▶ [TASK] For each line of the listing that contains "capacity", make a copy and return it.

▶ [TASK INPUTS]
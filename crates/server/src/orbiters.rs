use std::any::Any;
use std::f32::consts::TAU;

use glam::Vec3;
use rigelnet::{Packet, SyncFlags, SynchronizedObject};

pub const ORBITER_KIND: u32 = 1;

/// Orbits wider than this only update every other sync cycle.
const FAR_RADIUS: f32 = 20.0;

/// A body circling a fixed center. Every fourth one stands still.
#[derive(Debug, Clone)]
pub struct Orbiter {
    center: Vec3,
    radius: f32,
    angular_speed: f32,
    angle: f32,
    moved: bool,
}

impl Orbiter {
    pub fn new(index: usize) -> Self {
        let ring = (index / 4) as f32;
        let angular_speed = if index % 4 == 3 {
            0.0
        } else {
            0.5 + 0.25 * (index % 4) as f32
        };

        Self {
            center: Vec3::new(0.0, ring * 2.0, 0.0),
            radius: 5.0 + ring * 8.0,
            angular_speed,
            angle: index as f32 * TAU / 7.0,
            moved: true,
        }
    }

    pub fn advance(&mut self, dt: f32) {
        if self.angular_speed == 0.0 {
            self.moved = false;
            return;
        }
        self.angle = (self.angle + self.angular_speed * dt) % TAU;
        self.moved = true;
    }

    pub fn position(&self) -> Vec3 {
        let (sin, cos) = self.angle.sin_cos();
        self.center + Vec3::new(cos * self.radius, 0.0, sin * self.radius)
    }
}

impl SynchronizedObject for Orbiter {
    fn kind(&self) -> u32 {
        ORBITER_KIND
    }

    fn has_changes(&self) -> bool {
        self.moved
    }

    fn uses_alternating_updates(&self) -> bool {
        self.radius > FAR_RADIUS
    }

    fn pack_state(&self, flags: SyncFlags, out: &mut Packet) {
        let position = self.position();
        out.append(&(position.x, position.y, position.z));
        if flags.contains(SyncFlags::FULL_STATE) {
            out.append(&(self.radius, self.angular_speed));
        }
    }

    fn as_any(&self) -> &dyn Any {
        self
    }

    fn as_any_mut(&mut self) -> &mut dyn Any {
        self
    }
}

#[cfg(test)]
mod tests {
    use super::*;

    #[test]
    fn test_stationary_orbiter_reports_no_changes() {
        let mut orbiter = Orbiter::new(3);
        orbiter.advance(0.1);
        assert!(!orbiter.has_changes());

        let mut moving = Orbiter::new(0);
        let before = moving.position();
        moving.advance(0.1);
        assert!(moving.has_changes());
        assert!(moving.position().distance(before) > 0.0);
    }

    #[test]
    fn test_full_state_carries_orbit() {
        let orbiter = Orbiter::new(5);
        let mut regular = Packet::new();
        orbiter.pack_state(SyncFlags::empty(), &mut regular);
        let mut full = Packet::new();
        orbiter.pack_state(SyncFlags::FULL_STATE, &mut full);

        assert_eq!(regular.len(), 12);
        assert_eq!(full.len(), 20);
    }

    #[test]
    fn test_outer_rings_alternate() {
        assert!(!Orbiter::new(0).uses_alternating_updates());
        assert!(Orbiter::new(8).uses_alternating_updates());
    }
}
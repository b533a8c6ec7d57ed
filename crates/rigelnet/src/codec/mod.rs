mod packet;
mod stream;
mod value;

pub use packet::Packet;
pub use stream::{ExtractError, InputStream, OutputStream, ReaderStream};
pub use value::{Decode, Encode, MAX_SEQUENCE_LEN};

...

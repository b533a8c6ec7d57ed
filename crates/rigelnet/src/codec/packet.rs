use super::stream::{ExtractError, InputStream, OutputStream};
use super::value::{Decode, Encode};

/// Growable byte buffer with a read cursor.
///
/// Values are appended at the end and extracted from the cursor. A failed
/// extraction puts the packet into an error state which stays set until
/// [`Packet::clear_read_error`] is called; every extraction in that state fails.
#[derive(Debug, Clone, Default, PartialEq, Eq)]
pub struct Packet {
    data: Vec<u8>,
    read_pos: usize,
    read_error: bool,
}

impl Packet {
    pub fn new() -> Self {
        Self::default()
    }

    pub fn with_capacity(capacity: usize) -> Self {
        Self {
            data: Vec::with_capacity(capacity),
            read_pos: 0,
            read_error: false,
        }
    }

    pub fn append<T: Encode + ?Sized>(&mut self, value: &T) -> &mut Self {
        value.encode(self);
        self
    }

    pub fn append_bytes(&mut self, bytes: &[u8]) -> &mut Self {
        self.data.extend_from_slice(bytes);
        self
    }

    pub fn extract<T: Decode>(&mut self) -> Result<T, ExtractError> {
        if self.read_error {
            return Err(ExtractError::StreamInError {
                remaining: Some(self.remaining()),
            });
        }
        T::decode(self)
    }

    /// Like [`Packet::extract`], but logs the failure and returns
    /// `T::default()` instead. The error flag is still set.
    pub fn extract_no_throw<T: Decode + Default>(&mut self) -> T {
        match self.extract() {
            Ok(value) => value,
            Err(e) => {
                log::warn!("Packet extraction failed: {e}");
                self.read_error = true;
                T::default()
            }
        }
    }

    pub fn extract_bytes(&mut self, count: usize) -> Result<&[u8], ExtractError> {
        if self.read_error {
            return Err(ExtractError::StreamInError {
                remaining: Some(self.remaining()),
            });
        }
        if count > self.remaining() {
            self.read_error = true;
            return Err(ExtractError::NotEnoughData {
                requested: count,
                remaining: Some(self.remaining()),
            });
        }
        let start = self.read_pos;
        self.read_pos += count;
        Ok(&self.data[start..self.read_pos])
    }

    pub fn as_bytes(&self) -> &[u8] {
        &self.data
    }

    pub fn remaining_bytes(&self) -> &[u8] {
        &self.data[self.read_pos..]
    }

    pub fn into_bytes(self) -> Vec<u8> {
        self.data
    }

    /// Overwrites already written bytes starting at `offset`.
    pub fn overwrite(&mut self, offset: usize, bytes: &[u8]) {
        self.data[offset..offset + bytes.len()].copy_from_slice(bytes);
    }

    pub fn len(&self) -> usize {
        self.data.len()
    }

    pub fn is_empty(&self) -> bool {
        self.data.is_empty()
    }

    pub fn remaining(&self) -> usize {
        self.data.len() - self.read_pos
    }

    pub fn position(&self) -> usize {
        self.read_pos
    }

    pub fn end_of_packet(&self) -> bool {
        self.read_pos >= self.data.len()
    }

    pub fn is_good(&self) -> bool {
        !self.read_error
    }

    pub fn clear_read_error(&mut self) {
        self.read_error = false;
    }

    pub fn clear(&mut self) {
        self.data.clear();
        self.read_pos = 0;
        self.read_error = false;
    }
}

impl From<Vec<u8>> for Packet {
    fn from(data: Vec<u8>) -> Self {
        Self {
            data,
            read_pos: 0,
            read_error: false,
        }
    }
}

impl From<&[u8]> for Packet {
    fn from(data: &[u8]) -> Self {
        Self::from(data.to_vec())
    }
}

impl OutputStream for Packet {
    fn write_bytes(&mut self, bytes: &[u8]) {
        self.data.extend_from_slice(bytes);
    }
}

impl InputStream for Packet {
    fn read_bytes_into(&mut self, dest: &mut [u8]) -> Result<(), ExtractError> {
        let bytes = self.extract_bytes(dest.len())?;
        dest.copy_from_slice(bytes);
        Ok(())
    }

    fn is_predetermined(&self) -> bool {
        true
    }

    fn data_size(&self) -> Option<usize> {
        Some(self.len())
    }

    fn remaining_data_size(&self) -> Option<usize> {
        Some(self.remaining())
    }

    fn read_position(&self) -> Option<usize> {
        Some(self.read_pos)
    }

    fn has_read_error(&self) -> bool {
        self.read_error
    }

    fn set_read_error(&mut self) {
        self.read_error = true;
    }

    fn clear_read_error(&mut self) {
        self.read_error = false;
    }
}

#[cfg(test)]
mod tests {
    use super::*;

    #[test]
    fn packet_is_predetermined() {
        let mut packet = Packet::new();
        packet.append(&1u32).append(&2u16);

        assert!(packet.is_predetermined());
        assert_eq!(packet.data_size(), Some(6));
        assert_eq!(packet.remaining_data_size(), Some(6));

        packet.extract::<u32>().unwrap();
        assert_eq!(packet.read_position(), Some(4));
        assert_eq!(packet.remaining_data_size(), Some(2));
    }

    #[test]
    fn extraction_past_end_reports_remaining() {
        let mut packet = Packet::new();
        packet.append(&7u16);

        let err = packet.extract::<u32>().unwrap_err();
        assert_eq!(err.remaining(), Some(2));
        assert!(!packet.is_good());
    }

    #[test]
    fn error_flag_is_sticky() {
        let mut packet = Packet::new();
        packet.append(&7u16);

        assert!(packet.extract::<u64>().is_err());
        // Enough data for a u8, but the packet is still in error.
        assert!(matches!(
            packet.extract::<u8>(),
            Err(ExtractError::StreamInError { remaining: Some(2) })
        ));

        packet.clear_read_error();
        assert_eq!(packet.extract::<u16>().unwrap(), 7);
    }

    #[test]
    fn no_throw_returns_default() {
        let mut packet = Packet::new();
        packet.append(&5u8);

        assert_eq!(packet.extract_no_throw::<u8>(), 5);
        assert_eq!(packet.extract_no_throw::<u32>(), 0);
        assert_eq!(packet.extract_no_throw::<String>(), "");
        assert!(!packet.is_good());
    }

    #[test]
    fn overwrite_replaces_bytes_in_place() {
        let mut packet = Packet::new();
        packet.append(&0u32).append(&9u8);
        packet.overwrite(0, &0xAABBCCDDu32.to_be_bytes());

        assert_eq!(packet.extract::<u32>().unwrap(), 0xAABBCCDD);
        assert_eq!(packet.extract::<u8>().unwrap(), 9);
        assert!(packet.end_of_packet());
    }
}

▶ [SOLUTION TO THIS TASK]
    pub fn with_capacity(capacity: usize) -> Self {
            data: Vec::with_capacity(capacity),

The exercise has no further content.